▶ Work to be completed
Word for word, repeat each record that follows.

________________________

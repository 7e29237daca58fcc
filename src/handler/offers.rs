// handler/offers.rs
use std::sync::Arc;

use axum::{
    extract::Path,
    response::IntoResponse,
    routing::{get, patch, post},
    Extension, Json, Router,
};
use uuid::Uuid;

use crate::{
    dtos::{
        offerdtos::{
            CreateOfferRequest, DeliverWorkRequest, OfferResponseDto, RevisionRequest,
            UpdateOfferRequest, UpdateStatusRequest,
        },
        ApiResponse,
    },
    error::HttpError,
    middleware::JWTAuthMiddeware,
    service::offer_service::OfferOutcome,
    AppState,
};

pub fn offer_handler() -> Router {
    Router::new()
        .route("/conversations/:conversation_id/offers", post(create_offer).get(list_offers))
        .route("/offers/:offer_id", get(get_offer).put(update_offer))
        .route("/offers/:offer_id/status", patch(update_status))
        .route("/offers/:offer_id/start", post(start_work))
        .route("/offers/:offer_id/deliver", post(deliver_work))
        .route("/offers/:offer_id/revision", post(request_revision))
        .route("/offers/:offer_id/complete", post(complete_order))
        .route("/offers/:offer_id/cancel", post(cancel_order))
}

fn outcome_response(outcome: OfferOutcome, applied: &str, unchanged: &str) -> Json<ApiResponse<OfferResponseDto>> {
    let message = if outcome.applied { applied } else { unchanged };
    Json(ApiResponse::success(message, OfferResponseDto::from(outcome.offer)))
}

pub async fn create_offer(
    Extension(app_state): Extension<Arc<AppState>>,
    Extension(auth): Extension<JWTAuthMiddeware>,
    Path(conversation_id): Path<Uuid>,
    Json(body): Json<CreateOfferRequest>,
) -> Result<impl IntoResponse, HttpError> {
    let offer = app_state
        .offer_service
        .create_offer(auth.user_id, conversation_id, body)
        .await?;

    Ok((
        axum::http::StatusCode::CREATED,
        Json(ApiResponse::success("Job offer created", OfferResponseDto::from(offer))),
    ))
}

pub async fn list_offers(
    Extension(app_state): Extension<Arc<AppState>>,
    Extension(auth): Extension<JWTAuthMiddeware>,
    Path(conversation_id): Path<Uuid>,
) -> Result<impl IntoResponse, HttpError> {
    let offers = app_state
        .offer_service
        .list_offers(auth.user_id, conversation_id)
        .await?;

    let offers: Vec<OfferResponseDto> = offers.into_iter().map(OfferResponseDto::from).collect();
    Ok(Json(ApiResponse::success("Job offers retrieved", offers)))
}

pub async fn get_offer(
    Extension(app_state): Extension<Arc<AppState>>,
    Extension(auth): Extension<JWTAuthMiddeware>,
    Path(offer_id): Path<Uuid>,
) -> Result<impl IntoResponse, HttpError> {
    let offer = app_state.offer_service.get_offer(auth.user_id, offer_id).await?;
    Ok(Json(ApiResponse::success("Job offer retrieved", OfferResponseDto::from(offer))))
}

pub async fn update_offer(
    Extension(app_state): Extension<Arc<AppState>>,
    Extension(auth): Extension<JWTAuthMiddeware>,
    Path(offer_id): Path<Uuid>,
    Json(body): Json<UpdateOfferRequest>,
) -> Result<impl IntoResponse, HttpError> {
    let offer = app_state
        .offer_service
        .update_offer(auth.user_id, offer_id, body)
        .await?;

    Ok(Json(ApiResponse::success("Job offer updated", OfferResponseDto::from(offer))))
}

pub async fn update_status(
    Extension(app_state): Extension<Arc<AppState>>,
    Extension(auth): Extension<JWTAuthMiddeware>,
    Path(offer_id): Path<Uuid>,
    Json(body): Json<UpdateStatusRequest>,
) -> Result<impl IntoResponse, HttpError> {
    let outcome = app_state
        .offer_service
        .update_status(auth.user_id, offer_id, &body.status)
        .await?;

    Ok(outcome_response(outcome, "Status updated", "Status unchanged"))
}

pub async fn start_work(
    Extension(app_state): Extension<Arc<AppState>>,
    Extension(auth): Extension<JWTAuthMiddeware>,
    Path(offer_id): Path<Uuid>,
) -> Result<impl IntoResponse, HttpError> {
    let outcome = app_state.offer_service.start_work(auth.user_id, offer_id).await?;
    Ok(outcome_response(outcome, "Work started", "Work already in progress"))
}

pub async fn deliver_work(
    Extension(app_state): Extension<Arc<AppState>>,
    Extension(auth): Extension<JWTAuthMiddeware>,
    Path(offer_id): Path<Uuid>,
    Json(body): Json<DeliverWorkRequest>,
) -> Result<impl IntoResponse, HttpError> {
    let outcome = app_state
        .offer_service
        .deliver_work(auth.user_id, offer_id, body)
        .await?;

    Ok(outcome_response(outcome, "Work delivered", "Work delivered"))
}

pub async fn request_revision(
    Extension(app_state): Extension<Arc<AppState>>,
    Extension(auth): Extension<JWTAuthMiddeware>,
    Path(offer_id): Path<Uuid>,
    Json(body): Json<RevisionRequest>,
) -> Result<impl IntoResponse, HttpError> {
    let outcome = app_state
        .offer_service
        .request_revision(auth.user_id, offer_id, body)
        .await?;

    Ok(outcome_response(outcome, "Revision requested", "Revision requested"))
}

pub async fn complete_order(
    Extension(app_state): Extension<Arc<AppState>>,
    Extension(auth): Extension<JWTAuthMiddeware>,
    Path(offer_id): Path<Uuid>,
) -> Result<impl IntoResponse, HttpError> {
    let outcome = app_state
        .escrow_service
        .complete_order(auth.user_id, offer_id)
        .await?;

    Ok(outcome_response(outcome, "Order completed", "Order already completed"))
}

pub async fn cancel_order(
    Extension(app_state): Extension<Arc<AppState>>,
    Extension(auth): Extension<JWTAuthMiddeware>,
    Path(offer_id): Path<Uuid>,
) -> Result<impl IntoResponse, HttpError> {
    let outcome = app_state
        .escrow_service
        .cancel_order(auth.user_id, offer_id)
        .await?;

    Ok(outcome_response(outcome, "Order cancelled", "Order already cancelled"))
}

________________________

▶ Solved problem
repository 7e29237daca58fcc
filename src/handler/offers.rs
// handler/offers.rs
use std::sync::Arc;

use axum::{
    extract::Path,
    response::IntoResponse,
    routing::{get, patch, post},
    Extension, Json, Router,
};
use uuid::Uuid;

use crate::{
    dtos::{
        offerdtos::{
            CreateOfferRequest, DeliverWorkRequest, OfferResponseDto, RevisionRequest,
            UpdateOfferRequest, UpdateStatusRequest,
        },
        ApiResponse,
    },
    error::HttpError,
    middleware::JWTAuthMiddeware,
    service::offer_service::OfferOutcome,
    AppState,
};

pub fn offer_handler() -> Router {
    Router::new()
        .route("/conversations/:conversation_id/offers", post(create_offer).get(list_offers))
        .route("/offers/:offer_id", get(get_offer).put(update_offer))
        .route("/offers/:offer_id/status", patch(update_status))
        .route("/offers/:offer_id/start", post(start_work))
        .route("/offers/:offer_id/deliver", post(deliver_work))
        .route("/offers/:offer_id/revision", post(request_revision))
        .route("/offers/:offer_id/complete", post(complete_order))
        .route("/offers/:offer_id/cancel", post(cancel_order))
}

fn outcome_response(outcome: OfferOutcome, applied: &str, unchanged: &str) -> Json<ApiResponse<OfferResponseDto>> {
    let message = if outcome.applied { applied } else { unchanged };
    Json(ApiResponse::success(message, OfferResponseDto::from(outcome.offer)))
}

pub async fn create_offer(
    Extension(app_state): Extension<Arc<AppState>>,
    Extension(auth): Extension<JWTAuthMiddeware>,
    Path(conversation_id): Path<Uuid>,
    Json(body): Json<CreateOfferRequest>,
) -> Result<impl IntoResponse, HttpError> {
    let offer = app_state
        .offer_service
        .create_offer(auth.user_id, conversation_id, body)
        .await?;

    Ok((
        axum::http::StatusCode::CREATED,
        Json(ApiResponse::success("Job offer created", OfferResponseDto::from(offer))),
    ))
}

pub async fn list_offers(
    Extension(app_state): Extension<Arc<AppState>>,
    Extension(auth): Extension<JWTAuthMiddeware>,
    Path(conversation_id): Path<Uuid>,
) -> Result<impl IntoResponse, HttpError> {
    let offers = app_state
        .offer_service
        .list_offers(auth.user_id, conversation_id)
        .await?;

    let offers: Vec<OfferResponseDto> = offers.into_iter().map(OfferResponseDto::from).collect();
    Ok(Json(ApiResponse::success("Job offers retrieved", offers)))
}

pub async fn get_offer(
    Extension(app_state): Extension<Arc<AppState>>,
    Extension(auth): Extension<JWTAuthMiddeware>,
    Path(offer_id): Path<Uuid>,
) -> Result<impl IntoResponse, HttpError> {
    let offer = app_state.offer_service.get_offer(auth.user_id, offer_id).await?;
    Ok(Json(ApiResponse::success("Job offer retrieved", OfferResponseDto::from(offer))))
}

pub async fn update_offer(
    Extension(app_state): Extension<Arc<AppState>>,
    Extension(auth): Extension<JWTAuthMiddeware>,
    Path(offer_id): Path<Uuid>,
    Json(body): Json<UpdateOfferRequest>,
) -> Result<impl IntoResponse, HttpError> {
    let offer = app_state
        .offer_service
        .update_offer(auth.user_id, offer_id, body)
        .await?;

    Ok(Json(ApiResponse::success("Job offer updated", OfferResponseDto::from(offer))))
}

pub async fn update_status(
    Extension(app_state): Extension<Arc<AppState>>,
    Extension(auth): Extension<JWTAuthMiddeware>,
    Path(offer_id): Path<Uuid>,
    Json(body): Json<UpdateStatusRequest>,
) -> Result<impl IntoResponse, HttpError> {
    let outcome = app_state
        .offer_service
        .update_status(auth.user_id, offer_id, &body.status)
        .await?;

    Ok(outcome_response(outcome, "Status updated", "Status unchanged"))
}

pub async fn start_work(
    Extension(app_state): Extension<Arc<AppState>>,
    Extension(auth): Extension<JWTAuthMiddeware>,
    Path(offer_id): Path<Uuid>,
) -> Result<impl IntoResponse, HttpError> {
    let outcome = app_state.offer_service.start_work(auth.user_id, offer_id).await?;
    Ok(outcome_response(outcome, "Work started", "Work already in progress"))
}

pub async fn deliver_work(
    Extension(app_state): Extension<Arc<AppState>>,
    Extension(auth): Extension<JWTAuthMiddeware>,
    Path(offer_id): Path<Uuid>,
    Json(body): Json<DeliverWorkRequest>,
) -> Result<impl IntoResponse, HttpError> {
    let outcome = app_state
        .offer_service
        .deliver_work(auth.user_id, offer_id, body)
        .await?;

    Ok(outcome_response(outcome, "Work delivered", "Work delivered"))
}

pub async fn request_revision(
    Extension(app_state): Extension<Arc<AppState>>,
    Extension(auth): Extension<JWTAuthMiddeware>,
    Path(offer_id): Path<Uuid>,
    Json(body): Json<RevisionRequest>,
) -> Result<impl IntoResponse, HttpError> {
    let outcome = app_state
        .offer_service
        .request_revision(auth.user_id, offer_id, body)
        .await?;

    Ok(outcome_response(outcome, "Revision requested", "Revision requested"))
}

pub async fn complete_order(
    Extension(app_state): Extension<Arc<AppState>>,
    Extension(auth): Extension<JWTAuthMiddeware>,
    Path(offer_id): Path<Uuid>,
) -> Result<impl IntoResponse, HttpError> {
    let outcome = app_state
        .escrow_service
        .complete_order(auth.user_id, offer_id)
        .await?;

    Ok(outcome_response(outcome, "Order completed", "Order already completed"))
}

pub async fn cancel_order(
    Extension(app_state): Extension<Arc<AppState>>,
    Extension(auth): Extension<JWTAuthMiddeware>,
    Path(offer_id): Path<Uuid>,
) -> Result<impl IntoResponse, HttpError> {
    let outcome = app_state
        .escrow_service
        .cancel_order(auth.user_id, offer_id)
        .await?;

    Ok(outcome_response(outcome, "Order cancelled", "Order already cancelled"))
}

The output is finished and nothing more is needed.